Einen bitteren Beigeschmack hat die Absage an Potsdam auch, weil die Landesregierungen von Brandenburg und Berlin sich erst am Dienstag darauf verständigten, jährlich bis zu neun Millionen Euro zusätzlich bereitzustellen, um das Angebot im Regionalbahnverkehr auszuweiten. Doch Potsdam gehört nicht zu den Profiteuren. Stattdessen soll es mehr Sitzplätze durch zusätzliche Doppelstockwagen geben, die ab Frühjahr 2019 zwischen Berlin, Falkensee und Nauen eingesetzt werden, oder auch von Berlin nach Michendorf und Bad Belzig.

Viele Bahnsteige zu kurz für zusätzliche Waggons

Mehr Kapazität auf der Regionalbahnverbindung über Potsdam hatten in der Vergangenheit auch Fahrgastverbände, Unternehmen und die Universität Potsdam gefordert. Doch Züge mit mehr Waggons sind für den RE1 nicht möglich: Außerhalb des Berliner Außenrings sind viele Bahnsteige schlicht zu kurz. Das Ende des Zuges würde dann außerhalb der Bahnhöfe stehen. Das ist aus Sicherheitsgründen nicht zulässig. Ein Ausbau der – teilweise nur spärlich frequentierten – Haltepunkte wäre teuer und langwierig. Eine Kapazitätserweiterung könnte kurzfristig auf dem RE1 also nur mit zusätzlichen Fahrten erreicht werden – also mit einer Taktverdichtung. Doch um von zwei Fahrten pro Stunde auf drei umzustellen, wären laut Streu vier Züge nötig – mit jeweils fünf Waggons und einer Lok. Diese Menge habe die Bahn nicht übrig.

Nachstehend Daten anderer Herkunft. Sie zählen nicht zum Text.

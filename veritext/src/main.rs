mod config;
mod error;
mod extract;
mod ocr;
mod pipeline;
mod validate;

use std::path::PathBuf;

use clap::Parser;
use tracing_subscriber::{layer::SubscriberExt, util::SubscriberInitExt};

use crate::config::Config;
use crate::ocr::OcrProvider;
use crate::validate::ValidationClient;

#[derive(Parser)]
#[command(name = "veritext")]
#[command(about = "OCR images and PDFs under a path and validate the extracted text")]
struct Args {
    /// File or folder to process
    path: Option<PathBuf>,
}

#[tokio::main]
async fn main() -> anyhow::Result<()> {
    let args = Args::parse();

    dotenvy::dotenv().ok();

    tracing_subscriber::registry()
        .with(
            tracing_subscriber::EnvFilter::try_from_default_env()
                .unwrap_or_else(|_| "veritext=info".into()),
        )
        .with(tracing_subscriber::fmt::layer())
        .init();

    let Some(input_path) = args.path else {
        eprintln!("Usage: veritext <file_or_folder_path>");
        std::process::exit(1);
    };

    let config = Config::from_env();

    let ocr_provider = OcrProvider::new(&config.ocr)?;
    if !ocr_provider.is_available() {
        tracing::warn!("OCR unavailable - extraction will fail per file");
    }

    let client = ValidationClient::new(&config.validation)?;
    tracing::info!(endpoint = %client.endpoint_url(), "Validation endpoint configured");

    if input_path.is_dir() {
        pipeline::process_folder(&input_path, &ocr_provider, &config.ocr, &client).await;
    } else if input_path.is_file() {
        pipeline::process_file(&input_path, &ocr_provider, &config.ocr, &client).await;
    } else {
        anyhow::bail!("Invalid path provided.");
    }

    Ok(())
}
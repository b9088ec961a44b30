use std::time::Duration;

use reqwest::Client;
use serde::Serialize;

use crate::config::ValidationConfig;
use crate::error::Result;

/// Outcome of submitting extracted text to the validation endpoint.
///
/// Only an exact HTTP 200 counts as a pass; every other status is a
/// rejection carrying the literal status code. Transport failures surface as
/// errors from [`ValidationClient::validate`] instead.
#[derive(Debug, Clone, Copy, PartialEq, Eq)]
pub enum ValidationOutcome {
    Passed,
    Rejected(u16),
}

#[derive(Debug, Serialize)]
struct ValidationRequest<'a> {
    text: &'a str,
}

#[derive(Clone, Debug)]
pub struct ValidationClient {
    client: Client,
    endpoint_url: String,
}

impl ValidationClient {
    pub fn new(config: &ValidationConfig) -> Result<Self> {
        let client = Client::builder()
            .timeout(Duration::from_secs(config.timeout_secs))
            .build()?;

        Ok(Self {
            client,
            endpoint_url: config.endpoint_url.clone(),
        })
    }

    pub fn endpoint_url(&self) -> &str {
        &self.endpoint_url
    }

    /// Submit extracted text as `{"text": "..."}` in a single POST.
    ///
    /// No retries and no response body inspection beyond the status code.
    pub async fn validate(&self, text: &str) -> Result<ValidationOutcome> {
        let response = self
            .client
            .post(&self.endpoint_url)
            .json(&ValidationRequest { text })
            .send()
            .await?;

        let status = response.status();
        if status.as_u16() == 200 {
            Ok(ValidationOutcome::Passed)
        } else {
            Ok(ValidationOutcome::Rejected(status.as_u16()))
        }
    }
}
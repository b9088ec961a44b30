pub mod config;
pub mod error;
pub mod extract;
pub mod ocr;
pub mod pipeline;
pub mod validate;
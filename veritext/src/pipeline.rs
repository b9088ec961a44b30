//! Per-file dispatch and directory traversal.
//!
//! All per-file outcomes are terminal console lines; extraction and API
//! failures are reported and contained so that traversal of the remaining
//! files always continues.

use std::path::Path;

use tracing::debug;
use walkdir::WalkDir;

use crate::config::OcrConfig;
use crate::error::Result;
use crate::extract::{ExtractedText, ImageExtractor, PdfExtractor};
use crate::ocr::OcrProvider;
use crate::validate::{ValidationClient, ValidationOutcome};

/// How many characters of extracted text to show in the console preview.
const PREVIEW_CHARS: usize = 200;

/// Supported input kinds, derived from the file extension.
#[derive(Debug, Clone, Copy, PartialEq, Eq)]
pub enum FileKind {
    Image,
    Pdf,
}

impl FileKind {
    /// Classify a path by its extension, case-insensitively.
    pub fn from_path(path: &Path) -> Option<Self> {
        let ext = path.extension()?.to_str()?.to_lowercase();
        match ext.as_str() {
            "jpg" | "jpeg" | "png" => Some(FileKind::Image),
            "pdf" => Some(FileKind::Pdf),
            _ => None,
        }
    }

    fn label(&self) -> &'static str {
        match self {
            FileKind::Image => "image",
            FileKind::Pdf => "PDF",
        }
    }
}

/// First [`PREVIEW_CHARS`] characters of the text, with the truncation marker
/// appended unconditionally.
pub fn preview(text: &str) -> String {
    let mut out: String = text.chars().take(PREVIEW_CHARS).collect();
    out.push_str("...");
    out
}

/// Process a single file: dispatch by extension, extract, report, validate.
///
/// Every outcome is printed; nothing is returned to the caller and no failure
/// escapes, so sibling files are never affected.
pub async fn process_file(
    path: &Path,
    ocr_provider: &OcrProvider,
    config: &OcrConfig,
    client: &ValidationClient,
) {
    let Some(kind) = FileKind::from_path(path) else {
        println!("[SKIP] Unsupported file type: {}", path.display());
        return;
    };

    let extracted = match extract(path, kind, ocr_provider, config).await {
        Ok(extracted) => extracted,
        Err(e) => {
            eprintln!(
                "[ERROR] Could not process {} {}: {e}",
                kind.label(),
                path.display()
            );
            ExtractedText {
                text: String::new(),
                pages: 0,
            }
        }
    };

    if extracted.is_empty() {
        println!("[INFO] No text extracted.");
        return;
    }

    let base_name = path
        .file_name()
        .map(|n| n.to_string_lossy().into_owned())
        .unwrap_or_else(|| path.display().to_string());
    debug!(
        file = %base_name,
        pages = extracted.pages,
        words = extracted.word_count(),
        "Extraction complete"
    );
    println!(
        "\nExtracted text from {}:\n{}\n",
        base_name,
        preview(&extracted.text)
    );

    match client.validate(&extracted.text).await {
        Ok(ValidationOutcome::Passed) => println!("✅ Validation successful! Status: 200"),
        Ok(ValidationOutcome::Rejected(code)) => {
            println!("❌ Validation failed. Status: {code}")
        }
        Err(e) => eprintln!("[ERROR] API request failed: {e}"),
    }
}

async fn extract(
    path: &Path,
    kind: FileKind,
    ocr_provider: &OcrProvider,
    config: &OcrConfig,
) -> Result<ExtractedText> {
    match kind {
        FileKind::Image => {
            let bytes = tokio::fs::read(path).await?;
            ImageExtractor::extract(&bytes, ocr_provider, config).await
        }
        FileKind::Pdf => PdfExtractor::extract(path, ocr_provider, config).await,
    }
}

/// Recursively process every file under the root, one at a time, in
/// filesystem traversal order.
pub async fn process_folder(
    root: &Path,
    ocr_provider: &OcrProvider,
    config: &OcrConfig,
    client: &ValidationClient,
) {
    for entry in WalkDir::new(root) {
        match entry {
            Ok(entry) if entry.file_type().is_file() => {
                process_file(entry.path(), ocr_provider, config, client).await;
            }
            Ok(_) => {}
            Err(e) => eprintln!("[ERROR] Could not read directory entry: {e}"),
        }
    }
}
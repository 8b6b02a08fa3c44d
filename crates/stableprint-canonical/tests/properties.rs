use proptest::prelude::*;
use stableprint_canonical::{encode, Map, Number, Value};

fn leaf() -> impl Strategy<Value = Value> {
    prop_oneof![
        Just(Value::Null),
        any::<bool>().prop_map(Value::Bool),
        any::<i64>().prop_map(Value::from),
        (-1.0e6f64..1.0e6).prop_map(|f| Value::Number(Number::from_f64(f).unwrap())),
        "[a-z0-9 ]{0,8}".prop_map(Value::String),
    ]
}

fn value() -> impl Strategy<Value = Value> {
    leaf().prop_recursive(4, 32, 6, |inner| {
        prop_oneof![
            prop::collection::vec(inner.clone(), 0..6).prop_map(Value::Array),
            prop::collection::btree_map("[a-z]{1,4}", inner, 0..6).prop_map(Value::Object),
        ]
    })
}

proptest! {
    #[test]
    fn encoding_is_deterministic(v in value()) {
        prop_assert_eq!(encode(&v).unwrap(), encode(&v.clone()).unwrap());
    }

    #[test]
    fn insertion_order_does_not_matter(
        pairs in prop::collection::btree_map("[a-z]{1,6}", leaf(), 1..10)
    ) {
        let forward: Map = pairs.clone().into_iter().collect();
        let reversed: Map = pairs.into_iter().rev().collect();
        prop_assert_eq!(
            encode(&Value::Object(forward)).unwrap(),
            encode(&Value::Object(reversed)).unwrap()
        );
    }

    #[test]
    fn integral_floats_encode_as_integers(n in -(1i64 << 53)..(1i64 << 53)) {
        let from_float = Value::Number(Number::from_f64(n as f64).unwrap());
        prop_assert_eq!(encode(&from_float).unwrap(), encode(&Value::from(n)).unwrap());
    }

    #[test]
    fn distinct_values_encode_differently(a in value(), b in value()) {
        prop_assume!(a != b);
        prop_assert_ne!(encode(&a).unwrap(), encode(&b).unwrap());
    }
}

Im Potsdamer Rathaus ist man über diese Entwicklung enttäuscht. Dass die Stadt von den Verbesserungen im Regionalverkehr ausgeklammert wird, hatte man am Mittwoch aus der Presse erfahren. Es sei sehr bedauerlich, „dass unseren Forderungen nach einer besseren Anbindung auf verschiedenen Strecken und einer Taktverdichtung auf der RE1-Linie als einer der wesentlichen Pendlerstrecken deutlich vor 2022 nicht nachgekommen wird“, sagte Oberbürgermeister Jann Jakobs (SPD) den PNN. Gemeinsam mit dem Landkreis und den Nachbarkommunen tue die Stadt alles, was in ihrer Verantwortung liegt, um im öffentlichen Nahverkehr die Bedingungen für die wachsende Zahl von Pendlern zu verbessern und eine gute Anbindung der Hochschul- und Wissenschaftsstandorte zu gewährleisten. „Wir appellieren weiter an das Land, uns dabei zu unterstützen – und das nicht erst 2022“, sagte Jakobs.

Potsdams OB Jakobs dringt auf Taktverdichtung im Regionalverkehr

In der Stellungnahme der Stadt zum Landesnahverkehrsplan ab 2022 hatte Jakobs zuletzt noch einmal deutlich auf eine Taktverdichtung gedrungen – „spätestens zum Fahrplanwechsel 2018/19“. Dieser Forderung haben sich auch Brandenburg an der Havel, Lehnin, Groß Kreutz und Werder (Havel) angeschlossen. Eine Rückmeldung seitens des Landes gab es nach Rathausangaben bislang nicht.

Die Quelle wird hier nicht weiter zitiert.